*TASK REQUIREMENTS*
Would you pull out every line of the material that contains the string "Copy"?

*EXERCISE INPUTS*
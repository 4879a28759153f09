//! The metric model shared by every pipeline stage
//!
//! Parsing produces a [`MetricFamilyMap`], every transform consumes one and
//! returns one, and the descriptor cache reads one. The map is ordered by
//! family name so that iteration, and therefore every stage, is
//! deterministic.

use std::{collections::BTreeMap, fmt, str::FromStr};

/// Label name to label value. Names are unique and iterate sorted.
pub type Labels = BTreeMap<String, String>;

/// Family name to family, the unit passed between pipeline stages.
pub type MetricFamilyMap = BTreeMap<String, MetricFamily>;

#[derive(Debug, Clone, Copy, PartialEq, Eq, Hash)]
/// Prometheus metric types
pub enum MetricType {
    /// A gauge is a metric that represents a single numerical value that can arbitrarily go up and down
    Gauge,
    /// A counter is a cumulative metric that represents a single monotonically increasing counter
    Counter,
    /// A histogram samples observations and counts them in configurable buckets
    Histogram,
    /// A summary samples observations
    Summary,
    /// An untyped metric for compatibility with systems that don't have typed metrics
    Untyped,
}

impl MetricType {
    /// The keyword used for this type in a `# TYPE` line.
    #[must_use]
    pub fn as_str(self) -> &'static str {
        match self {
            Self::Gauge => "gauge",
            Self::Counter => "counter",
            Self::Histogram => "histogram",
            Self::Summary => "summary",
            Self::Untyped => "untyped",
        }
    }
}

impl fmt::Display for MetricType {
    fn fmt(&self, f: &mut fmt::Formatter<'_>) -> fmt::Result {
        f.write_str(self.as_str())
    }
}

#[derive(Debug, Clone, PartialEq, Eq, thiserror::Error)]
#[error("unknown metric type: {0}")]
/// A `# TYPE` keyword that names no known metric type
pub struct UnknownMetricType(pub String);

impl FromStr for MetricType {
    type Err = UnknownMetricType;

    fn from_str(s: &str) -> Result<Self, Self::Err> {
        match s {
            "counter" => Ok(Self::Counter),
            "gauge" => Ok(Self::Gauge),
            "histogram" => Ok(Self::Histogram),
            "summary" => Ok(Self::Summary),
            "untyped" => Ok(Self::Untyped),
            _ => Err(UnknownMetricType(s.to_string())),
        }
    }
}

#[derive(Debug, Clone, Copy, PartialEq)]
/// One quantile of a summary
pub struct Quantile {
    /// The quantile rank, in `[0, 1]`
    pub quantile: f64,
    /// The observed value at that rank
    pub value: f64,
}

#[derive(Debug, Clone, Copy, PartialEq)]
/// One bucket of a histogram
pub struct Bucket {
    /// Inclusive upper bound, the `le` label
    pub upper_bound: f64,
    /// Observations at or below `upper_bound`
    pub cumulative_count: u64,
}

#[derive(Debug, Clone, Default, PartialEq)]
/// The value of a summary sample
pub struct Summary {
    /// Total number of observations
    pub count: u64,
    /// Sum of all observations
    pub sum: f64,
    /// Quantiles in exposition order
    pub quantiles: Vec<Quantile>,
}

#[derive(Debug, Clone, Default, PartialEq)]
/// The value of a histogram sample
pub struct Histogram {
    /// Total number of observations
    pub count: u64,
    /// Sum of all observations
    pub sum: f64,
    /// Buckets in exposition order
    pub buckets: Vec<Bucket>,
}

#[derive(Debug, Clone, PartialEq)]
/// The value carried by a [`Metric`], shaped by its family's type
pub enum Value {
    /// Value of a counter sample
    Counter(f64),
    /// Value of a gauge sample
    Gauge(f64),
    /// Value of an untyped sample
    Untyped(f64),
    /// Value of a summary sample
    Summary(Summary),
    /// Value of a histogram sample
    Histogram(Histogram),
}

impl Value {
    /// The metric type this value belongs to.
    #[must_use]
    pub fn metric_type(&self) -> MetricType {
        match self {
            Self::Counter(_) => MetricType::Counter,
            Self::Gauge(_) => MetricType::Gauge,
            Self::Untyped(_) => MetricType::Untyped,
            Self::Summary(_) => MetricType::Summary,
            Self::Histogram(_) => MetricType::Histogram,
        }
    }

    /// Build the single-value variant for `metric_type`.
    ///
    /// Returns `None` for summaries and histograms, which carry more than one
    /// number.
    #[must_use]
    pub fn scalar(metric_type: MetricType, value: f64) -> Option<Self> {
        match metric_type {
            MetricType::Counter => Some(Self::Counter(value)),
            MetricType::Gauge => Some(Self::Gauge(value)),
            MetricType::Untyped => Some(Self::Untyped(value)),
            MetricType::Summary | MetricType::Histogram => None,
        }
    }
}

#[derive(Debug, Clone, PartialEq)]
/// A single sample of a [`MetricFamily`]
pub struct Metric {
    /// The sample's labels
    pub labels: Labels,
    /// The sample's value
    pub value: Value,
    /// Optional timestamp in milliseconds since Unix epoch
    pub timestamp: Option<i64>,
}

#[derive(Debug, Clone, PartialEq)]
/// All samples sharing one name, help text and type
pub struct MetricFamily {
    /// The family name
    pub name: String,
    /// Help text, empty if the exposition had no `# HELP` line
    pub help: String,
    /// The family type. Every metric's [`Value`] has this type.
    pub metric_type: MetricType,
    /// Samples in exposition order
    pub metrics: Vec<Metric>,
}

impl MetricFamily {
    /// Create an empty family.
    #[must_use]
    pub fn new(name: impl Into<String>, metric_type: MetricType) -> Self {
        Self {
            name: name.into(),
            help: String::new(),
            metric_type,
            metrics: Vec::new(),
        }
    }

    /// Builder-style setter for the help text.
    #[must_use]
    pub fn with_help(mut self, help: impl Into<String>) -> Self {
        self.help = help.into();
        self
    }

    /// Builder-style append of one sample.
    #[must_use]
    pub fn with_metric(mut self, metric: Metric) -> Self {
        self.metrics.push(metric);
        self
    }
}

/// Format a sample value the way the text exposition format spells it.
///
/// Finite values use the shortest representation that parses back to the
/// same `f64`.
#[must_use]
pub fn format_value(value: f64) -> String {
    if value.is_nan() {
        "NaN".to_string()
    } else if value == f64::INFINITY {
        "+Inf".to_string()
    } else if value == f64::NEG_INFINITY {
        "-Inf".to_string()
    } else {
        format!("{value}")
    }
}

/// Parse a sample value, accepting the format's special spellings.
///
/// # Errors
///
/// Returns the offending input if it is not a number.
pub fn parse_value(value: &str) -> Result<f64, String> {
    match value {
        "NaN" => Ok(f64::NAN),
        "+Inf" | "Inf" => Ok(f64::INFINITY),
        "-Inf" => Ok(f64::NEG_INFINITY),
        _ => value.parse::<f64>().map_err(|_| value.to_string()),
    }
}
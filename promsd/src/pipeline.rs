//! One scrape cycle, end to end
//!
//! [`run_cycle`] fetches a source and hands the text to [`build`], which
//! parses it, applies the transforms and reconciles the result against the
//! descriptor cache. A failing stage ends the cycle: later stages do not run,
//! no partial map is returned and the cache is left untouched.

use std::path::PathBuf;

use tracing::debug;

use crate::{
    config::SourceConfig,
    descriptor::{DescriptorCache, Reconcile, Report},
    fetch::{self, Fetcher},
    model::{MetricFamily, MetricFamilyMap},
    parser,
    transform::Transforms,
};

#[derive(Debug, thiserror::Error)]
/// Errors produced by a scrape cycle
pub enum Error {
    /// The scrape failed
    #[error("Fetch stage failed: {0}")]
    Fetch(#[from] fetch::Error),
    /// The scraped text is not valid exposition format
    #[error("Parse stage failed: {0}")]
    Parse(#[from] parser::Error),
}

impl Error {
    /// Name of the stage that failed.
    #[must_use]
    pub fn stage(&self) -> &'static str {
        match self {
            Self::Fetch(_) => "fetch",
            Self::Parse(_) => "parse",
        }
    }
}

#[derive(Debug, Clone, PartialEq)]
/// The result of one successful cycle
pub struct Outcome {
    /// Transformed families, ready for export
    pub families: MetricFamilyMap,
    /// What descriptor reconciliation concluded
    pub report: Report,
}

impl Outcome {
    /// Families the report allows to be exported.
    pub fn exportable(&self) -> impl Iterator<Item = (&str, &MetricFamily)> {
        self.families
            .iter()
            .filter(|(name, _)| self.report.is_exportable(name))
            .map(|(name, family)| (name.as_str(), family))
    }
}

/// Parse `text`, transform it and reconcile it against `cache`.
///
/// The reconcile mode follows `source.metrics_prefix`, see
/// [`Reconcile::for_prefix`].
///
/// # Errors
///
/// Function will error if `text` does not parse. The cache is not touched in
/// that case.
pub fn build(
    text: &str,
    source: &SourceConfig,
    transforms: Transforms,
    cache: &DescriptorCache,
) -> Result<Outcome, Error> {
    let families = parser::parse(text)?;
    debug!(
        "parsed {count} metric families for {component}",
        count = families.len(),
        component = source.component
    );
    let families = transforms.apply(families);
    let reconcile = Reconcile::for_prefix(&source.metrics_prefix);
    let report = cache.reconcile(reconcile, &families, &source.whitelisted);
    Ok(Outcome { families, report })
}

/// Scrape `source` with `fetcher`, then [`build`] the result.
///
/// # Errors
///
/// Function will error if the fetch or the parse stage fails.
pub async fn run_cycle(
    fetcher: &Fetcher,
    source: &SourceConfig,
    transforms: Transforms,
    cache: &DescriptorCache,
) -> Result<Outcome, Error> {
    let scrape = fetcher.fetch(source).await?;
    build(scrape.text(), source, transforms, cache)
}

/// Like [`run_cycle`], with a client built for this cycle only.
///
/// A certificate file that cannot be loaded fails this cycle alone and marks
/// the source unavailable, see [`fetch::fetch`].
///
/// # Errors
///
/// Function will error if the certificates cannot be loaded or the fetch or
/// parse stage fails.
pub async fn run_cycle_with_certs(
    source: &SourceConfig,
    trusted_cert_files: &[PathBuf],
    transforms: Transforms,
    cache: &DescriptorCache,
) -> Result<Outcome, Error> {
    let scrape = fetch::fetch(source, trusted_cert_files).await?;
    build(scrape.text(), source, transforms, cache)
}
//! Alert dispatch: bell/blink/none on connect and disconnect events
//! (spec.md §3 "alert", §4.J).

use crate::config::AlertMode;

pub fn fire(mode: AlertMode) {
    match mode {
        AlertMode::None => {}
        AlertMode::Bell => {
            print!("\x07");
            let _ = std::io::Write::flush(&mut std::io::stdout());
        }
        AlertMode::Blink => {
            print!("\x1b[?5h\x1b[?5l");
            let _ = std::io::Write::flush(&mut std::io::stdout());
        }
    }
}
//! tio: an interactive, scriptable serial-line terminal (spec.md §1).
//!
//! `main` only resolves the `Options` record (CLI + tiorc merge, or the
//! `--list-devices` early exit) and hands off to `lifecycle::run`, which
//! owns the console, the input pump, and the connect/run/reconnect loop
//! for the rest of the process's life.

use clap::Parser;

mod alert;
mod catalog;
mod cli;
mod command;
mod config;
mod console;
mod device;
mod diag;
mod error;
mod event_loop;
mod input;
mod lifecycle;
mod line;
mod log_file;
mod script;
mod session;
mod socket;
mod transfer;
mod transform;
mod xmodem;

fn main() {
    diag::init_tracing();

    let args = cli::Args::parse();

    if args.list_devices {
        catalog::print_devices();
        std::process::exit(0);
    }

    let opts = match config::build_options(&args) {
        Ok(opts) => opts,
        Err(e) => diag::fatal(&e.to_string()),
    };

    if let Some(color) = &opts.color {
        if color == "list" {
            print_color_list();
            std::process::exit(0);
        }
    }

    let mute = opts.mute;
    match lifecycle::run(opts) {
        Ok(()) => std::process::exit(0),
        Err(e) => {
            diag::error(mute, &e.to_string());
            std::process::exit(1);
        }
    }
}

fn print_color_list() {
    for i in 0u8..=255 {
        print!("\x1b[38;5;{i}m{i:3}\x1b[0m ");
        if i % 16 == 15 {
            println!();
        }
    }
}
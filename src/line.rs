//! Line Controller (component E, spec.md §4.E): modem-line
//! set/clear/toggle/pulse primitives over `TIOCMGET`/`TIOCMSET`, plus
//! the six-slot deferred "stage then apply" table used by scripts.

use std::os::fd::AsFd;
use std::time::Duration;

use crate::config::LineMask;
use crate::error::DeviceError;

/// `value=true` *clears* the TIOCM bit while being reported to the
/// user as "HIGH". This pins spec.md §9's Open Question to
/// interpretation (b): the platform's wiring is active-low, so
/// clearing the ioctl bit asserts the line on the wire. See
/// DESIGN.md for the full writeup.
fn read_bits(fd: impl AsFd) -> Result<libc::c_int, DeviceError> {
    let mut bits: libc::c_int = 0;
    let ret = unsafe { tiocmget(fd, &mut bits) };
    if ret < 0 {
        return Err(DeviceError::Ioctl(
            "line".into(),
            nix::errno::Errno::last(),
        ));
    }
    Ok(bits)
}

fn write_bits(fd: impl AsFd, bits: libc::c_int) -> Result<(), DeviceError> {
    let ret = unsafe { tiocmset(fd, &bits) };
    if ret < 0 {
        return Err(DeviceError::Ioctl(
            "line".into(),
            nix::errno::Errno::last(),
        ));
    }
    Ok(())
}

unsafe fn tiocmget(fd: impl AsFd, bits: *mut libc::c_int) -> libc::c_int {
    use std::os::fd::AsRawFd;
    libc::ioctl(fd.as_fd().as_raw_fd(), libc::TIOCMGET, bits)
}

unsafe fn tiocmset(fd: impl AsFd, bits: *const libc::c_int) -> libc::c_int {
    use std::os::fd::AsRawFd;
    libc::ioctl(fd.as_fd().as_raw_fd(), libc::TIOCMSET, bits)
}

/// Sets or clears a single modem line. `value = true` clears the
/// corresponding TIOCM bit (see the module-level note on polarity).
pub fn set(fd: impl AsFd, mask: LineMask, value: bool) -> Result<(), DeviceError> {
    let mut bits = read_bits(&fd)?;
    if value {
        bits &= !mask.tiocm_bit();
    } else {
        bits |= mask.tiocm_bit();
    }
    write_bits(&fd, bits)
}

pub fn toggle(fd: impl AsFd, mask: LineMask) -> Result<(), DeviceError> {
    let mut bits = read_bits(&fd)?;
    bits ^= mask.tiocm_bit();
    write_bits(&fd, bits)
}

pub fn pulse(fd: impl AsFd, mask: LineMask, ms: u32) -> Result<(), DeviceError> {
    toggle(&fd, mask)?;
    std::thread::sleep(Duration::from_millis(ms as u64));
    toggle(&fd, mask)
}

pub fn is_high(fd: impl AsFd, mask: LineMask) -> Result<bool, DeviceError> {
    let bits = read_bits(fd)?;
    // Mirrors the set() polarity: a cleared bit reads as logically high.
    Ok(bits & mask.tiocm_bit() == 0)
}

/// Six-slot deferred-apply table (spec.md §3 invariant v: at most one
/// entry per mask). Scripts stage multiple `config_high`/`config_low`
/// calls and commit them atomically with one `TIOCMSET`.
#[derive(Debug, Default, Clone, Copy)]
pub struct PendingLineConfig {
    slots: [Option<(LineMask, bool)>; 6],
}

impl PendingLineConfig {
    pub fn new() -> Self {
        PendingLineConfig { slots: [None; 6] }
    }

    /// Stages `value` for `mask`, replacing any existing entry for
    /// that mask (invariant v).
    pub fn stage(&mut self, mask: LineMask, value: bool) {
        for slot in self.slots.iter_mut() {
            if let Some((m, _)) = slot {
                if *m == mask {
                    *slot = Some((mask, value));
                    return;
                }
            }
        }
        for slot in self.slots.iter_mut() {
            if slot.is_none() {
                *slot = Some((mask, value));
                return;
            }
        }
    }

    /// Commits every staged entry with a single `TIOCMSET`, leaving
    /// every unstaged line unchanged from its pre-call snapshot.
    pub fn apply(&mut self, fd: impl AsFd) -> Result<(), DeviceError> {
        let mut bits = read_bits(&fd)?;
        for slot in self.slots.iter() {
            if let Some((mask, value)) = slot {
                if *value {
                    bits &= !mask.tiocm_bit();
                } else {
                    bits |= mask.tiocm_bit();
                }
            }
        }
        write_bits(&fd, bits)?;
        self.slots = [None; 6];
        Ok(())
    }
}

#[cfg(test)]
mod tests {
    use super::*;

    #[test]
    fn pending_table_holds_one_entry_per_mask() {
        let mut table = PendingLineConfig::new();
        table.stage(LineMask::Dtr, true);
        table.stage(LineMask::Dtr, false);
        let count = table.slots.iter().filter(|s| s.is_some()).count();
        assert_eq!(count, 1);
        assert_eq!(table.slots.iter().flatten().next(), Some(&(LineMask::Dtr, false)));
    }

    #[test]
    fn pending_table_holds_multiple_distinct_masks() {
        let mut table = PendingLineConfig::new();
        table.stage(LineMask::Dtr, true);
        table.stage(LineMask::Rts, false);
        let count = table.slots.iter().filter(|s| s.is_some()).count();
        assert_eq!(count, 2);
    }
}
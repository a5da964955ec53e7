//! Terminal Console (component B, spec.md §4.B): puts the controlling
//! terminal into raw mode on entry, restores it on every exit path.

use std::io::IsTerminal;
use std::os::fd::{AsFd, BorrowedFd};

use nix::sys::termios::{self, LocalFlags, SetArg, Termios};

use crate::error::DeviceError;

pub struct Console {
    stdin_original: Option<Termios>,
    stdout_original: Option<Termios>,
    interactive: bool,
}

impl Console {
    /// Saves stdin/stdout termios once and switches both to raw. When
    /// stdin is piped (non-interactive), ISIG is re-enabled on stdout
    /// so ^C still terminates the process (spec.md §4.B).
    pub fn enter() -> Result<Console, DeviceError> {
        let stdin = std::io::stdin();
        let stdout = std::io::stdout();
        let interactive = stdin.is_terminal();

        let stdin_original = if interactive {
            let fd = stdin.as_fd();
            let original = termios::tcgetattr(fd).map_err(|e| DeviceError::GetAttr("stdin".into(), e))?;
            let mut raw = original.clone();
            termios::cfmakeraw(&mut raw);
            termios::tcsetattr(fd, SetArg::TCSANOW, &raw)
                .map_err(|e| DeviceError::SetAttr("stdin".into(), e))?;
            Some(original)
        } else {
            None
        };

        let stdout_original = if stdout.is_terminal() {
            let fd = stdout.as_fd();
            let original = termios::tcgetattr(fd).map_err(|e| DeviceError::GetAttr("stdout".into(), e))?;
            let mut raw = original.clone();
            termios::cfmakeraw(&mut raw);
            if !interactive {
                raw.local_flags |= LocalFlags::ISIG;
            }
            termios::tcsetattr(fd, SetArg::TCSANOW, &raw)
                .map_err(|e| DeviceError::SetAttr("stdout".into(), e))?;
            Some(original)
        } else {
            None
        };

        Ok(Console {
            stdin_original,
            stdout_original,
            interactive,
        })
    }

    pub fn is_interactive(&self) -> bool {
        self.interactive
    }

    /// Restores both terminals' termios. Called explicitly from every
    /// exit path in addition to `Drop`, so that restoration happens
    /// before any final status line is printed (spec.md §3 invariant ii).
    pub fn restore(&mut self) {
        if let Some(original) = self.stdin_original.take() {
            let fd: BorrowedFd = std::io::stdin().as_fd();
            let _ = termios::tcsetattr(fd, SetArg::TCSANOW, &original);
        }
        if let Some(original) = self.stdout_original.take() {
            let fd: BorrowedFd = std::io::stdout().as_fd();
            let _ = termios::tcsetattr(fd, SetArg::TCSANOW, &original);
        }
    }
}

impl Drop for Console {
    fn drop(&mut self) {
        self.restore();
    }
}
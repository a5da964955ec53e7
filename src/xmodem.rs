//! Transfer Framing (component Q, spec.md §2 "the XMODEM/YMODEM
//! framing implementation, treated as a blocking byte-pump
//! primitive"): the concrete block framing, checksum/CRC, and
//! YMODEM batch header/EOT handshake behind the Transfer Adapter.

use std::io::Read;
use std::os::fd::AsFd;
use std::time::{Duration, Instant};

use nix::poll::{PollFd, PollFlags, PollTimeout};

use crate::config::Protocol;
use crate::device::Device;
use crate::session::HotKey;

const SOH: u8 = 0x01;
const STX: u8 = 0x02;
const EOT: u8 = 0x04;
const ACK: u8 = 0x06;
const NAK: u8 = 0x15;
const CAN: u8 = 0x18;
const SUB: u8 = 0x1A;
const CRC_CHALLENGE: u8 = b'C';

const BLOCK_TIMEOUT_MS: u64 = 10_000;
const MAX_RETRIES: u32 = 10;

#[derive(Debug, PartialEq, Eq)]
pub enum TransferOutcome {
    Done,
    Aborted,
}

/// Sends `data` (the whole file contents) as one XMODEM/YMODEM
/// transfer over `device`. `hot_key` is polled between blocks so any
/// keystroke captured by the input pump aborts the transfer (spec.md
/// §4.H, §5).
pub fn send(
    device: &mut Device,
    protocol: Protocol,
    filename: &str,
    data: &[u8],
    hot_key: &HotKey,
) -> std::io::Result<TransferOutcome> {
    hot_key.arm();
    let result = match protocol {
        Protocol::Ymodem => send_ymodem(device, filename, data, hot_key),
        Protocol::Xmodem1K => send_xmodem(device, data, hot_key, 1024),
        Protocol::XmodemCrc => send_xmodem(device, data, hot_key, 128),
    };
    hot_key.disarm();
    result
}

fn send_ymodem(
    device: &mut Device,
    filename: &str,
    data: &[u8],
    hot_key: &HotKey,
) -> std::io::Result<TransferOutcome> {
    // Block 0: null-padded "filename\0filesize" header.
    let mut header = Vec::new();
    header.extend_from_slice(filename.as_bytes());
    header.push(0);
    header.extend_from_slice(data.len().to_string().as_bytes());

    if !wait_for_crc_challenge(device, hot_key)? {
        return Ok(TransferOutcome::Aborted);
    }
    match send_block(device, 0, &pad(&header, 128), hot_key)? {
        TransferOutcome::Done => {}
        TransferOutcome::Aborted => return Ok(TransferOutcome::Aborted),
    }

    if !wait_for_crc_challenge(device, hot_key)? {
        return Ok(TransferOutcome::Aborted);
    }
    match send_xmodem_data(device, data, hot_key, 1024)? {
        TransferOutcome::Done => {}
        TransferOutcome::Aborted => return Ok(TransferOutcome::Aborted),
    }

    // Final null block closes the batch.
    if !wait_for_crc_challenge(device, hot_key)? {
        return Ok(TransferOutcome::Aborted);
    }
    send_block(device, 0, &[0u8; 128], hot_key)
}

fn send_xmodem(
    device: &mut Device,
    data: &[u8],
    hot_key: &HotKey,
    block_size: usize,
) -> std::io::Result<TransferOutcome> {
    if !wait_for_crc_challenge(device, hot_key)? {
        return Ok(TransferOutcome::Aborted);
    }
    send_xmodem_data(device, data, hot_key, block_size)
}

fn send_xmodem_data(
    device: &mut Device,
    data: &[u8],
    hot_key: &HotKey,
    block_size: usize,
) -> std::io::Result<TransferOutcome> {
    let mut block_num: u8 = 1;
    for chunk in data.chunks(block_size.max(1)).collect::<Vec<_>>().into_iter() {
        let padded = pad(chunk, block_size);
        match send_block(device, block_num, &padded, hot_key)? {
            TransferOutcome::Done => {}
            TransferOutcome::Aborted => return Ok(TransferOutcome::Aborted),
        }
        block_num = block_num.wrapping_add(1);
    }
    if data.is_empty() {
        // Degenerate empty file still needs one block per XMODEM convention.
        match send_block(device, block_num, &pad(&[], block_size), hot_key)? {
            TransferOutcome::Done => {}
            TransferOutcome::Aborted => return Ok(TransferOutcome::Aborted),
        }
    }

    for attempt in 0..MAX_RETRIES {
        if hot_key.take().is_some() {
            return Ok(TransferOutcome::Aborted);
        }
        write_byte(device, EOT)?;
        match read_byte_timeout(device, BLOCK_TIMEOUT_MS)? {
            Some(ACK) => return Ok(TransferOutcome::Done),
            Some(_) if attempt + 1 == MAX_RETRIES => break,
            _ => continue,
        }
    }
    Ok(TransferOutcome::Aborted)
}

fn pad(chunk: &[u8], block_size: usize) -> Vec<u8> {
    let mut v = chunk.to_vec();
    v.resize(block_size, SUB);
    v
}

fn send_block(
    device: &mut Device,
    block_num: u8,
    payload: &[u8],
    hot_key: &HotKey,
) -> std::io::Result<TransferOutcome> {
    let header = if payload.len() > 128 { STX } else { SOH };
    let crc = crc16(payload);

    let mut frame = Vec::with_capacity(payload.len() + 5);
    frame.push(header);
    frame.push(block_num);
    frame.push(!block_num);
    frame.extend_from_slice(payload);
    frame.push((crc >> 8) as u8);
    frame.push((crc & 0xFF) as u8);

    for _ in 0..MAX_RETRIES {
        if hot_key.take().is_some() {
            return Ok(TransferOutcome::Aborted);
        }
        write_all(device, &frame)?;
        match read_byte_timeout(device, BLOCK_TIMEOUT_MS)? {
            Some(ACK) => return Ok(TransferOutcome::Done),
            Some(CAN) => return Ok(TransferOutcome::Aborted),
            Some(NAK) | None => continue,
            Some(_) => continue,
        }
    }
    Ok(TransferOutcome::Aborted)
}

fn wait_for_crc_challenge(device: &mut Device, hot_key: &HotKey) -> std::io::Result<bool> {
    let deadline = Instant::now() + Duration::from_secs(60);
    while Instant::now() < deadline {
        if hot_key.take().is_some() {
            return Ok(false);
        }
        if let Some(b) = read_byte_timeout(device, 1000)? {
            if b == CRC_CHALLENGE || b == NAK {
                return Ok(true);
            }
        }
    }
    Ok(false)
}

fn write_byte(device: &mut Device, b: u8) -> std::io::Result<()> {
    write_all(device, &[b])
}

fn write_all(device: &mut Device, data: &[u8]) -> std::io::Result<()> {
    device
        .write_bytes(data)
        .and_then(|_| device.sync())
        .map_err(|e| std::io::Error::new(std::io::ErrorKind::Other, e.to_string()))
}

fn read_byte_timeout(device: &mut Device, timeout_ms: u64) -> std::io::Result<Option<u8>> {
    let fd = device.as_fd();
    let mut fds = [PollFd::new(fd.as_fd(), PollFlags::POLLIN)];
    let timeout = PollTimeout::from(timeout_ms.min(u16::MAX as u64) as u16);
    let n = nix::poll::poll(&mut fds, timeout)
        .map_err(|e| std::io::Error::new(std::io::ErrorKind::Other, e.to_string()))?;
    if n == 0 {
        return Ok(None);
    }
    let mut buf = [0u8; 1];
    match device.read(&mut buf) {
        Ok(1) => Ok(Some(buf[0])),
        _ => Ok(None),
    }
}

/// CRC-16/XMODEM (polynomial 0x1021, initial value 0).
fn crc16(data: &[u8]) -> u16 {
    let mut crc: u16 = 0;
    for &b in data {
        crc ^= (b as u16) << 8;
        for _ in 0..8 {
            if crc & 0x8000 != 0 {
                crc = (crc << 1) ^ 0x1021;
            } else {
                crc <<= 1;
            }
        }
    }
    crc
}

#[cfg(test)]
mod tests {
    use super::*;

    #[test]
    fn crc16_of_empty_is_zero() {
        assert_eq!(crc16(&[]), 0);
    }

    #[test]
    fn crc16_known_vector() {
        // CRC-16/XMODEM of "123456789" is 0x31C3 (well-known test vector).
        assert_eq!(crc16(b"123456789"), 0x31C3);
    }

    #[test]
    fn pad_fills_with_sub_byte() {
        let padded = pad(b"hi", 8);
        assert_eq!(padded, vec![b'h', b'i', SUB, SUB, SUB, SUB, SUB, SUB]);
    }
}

*TASK OUTPUT*
#[derive(Debug, Clone, Copy, PartialEq, Eq, Hash)]
#[derive(Debug, Clone, Copy, PartialEq)]
#[derive(Debug, Clone, Copy, PartialEq)]
#[derive(Debug, Default, Clone, Copy)]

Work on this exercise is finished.